* BRIEF:
Copy out the line that contains "if header.number == 0" and the lines after it through the final one in the entries below, exactly, with no other lines.

* Records from a dataset:
+--
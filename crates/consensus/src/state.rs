//! Seams between consensus validation and the state it reads or rewards.

use crate::ValidationError;
use alloy_primitives::{Address, B256, U256};
use corten_primitives::BlockHeader;

/// Read access to already-known headers and their total difficulties.
///
/// Implementations map infrastructure failures to
/// [`ValidationError::StateAccess`]; absence is `Ok(None)`.
pub trait BlockState {
    /// Reads a header by `(number, hash)`.
    fn header(&self, number: u64, hash: B256) -> Result<Option<BlockHeader>, ValidationError>;

    /// Reads the total difficulty of a block.
    fn total_difficulty(&self, number: u64, hash: B256)
        -> Result<Option<U256>, ValidationError>;

    /// The parent of `header`, when known.
    fn parent_header(&self, header: &BlockHeader) -> Result<Option<BlockHeader>, ValidationError> {
        if header.number == 0 {
            return Ok(None);
        }
        self.header(header.number - 1, header.parent_hash)
    }
}

/// Balance credits issued by block finalization (rewards, withdrawals).
pub trait RewardState {
    /// Adds `amount` wei to `address`, creating the account if needed.
    fn add_balance(&mut self, address: Address, amount: U256);

    /// Marks `address` as touched so empty-account cleanup sees it.
    fn touch(&mut self, address: Address);
}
+--
* RESPONSE TO THE TASK:
        if header.number == 0 {
            return Ok(None);
        }
        self.header(header.number - 1, header.parent_hash)
    }
}

/// Balance credits issued by block finalization (rewards, withdrawals).
pub trait RewardState {
    /// Adds `amount` wei to `address`, creating the account if needed.
    fn add_balance(&mut self, address: Address, amount: U256);

    /// Marks `address` as touched so empty-account cleanup sees it.
    fn touch(&mut self, address: Address);
}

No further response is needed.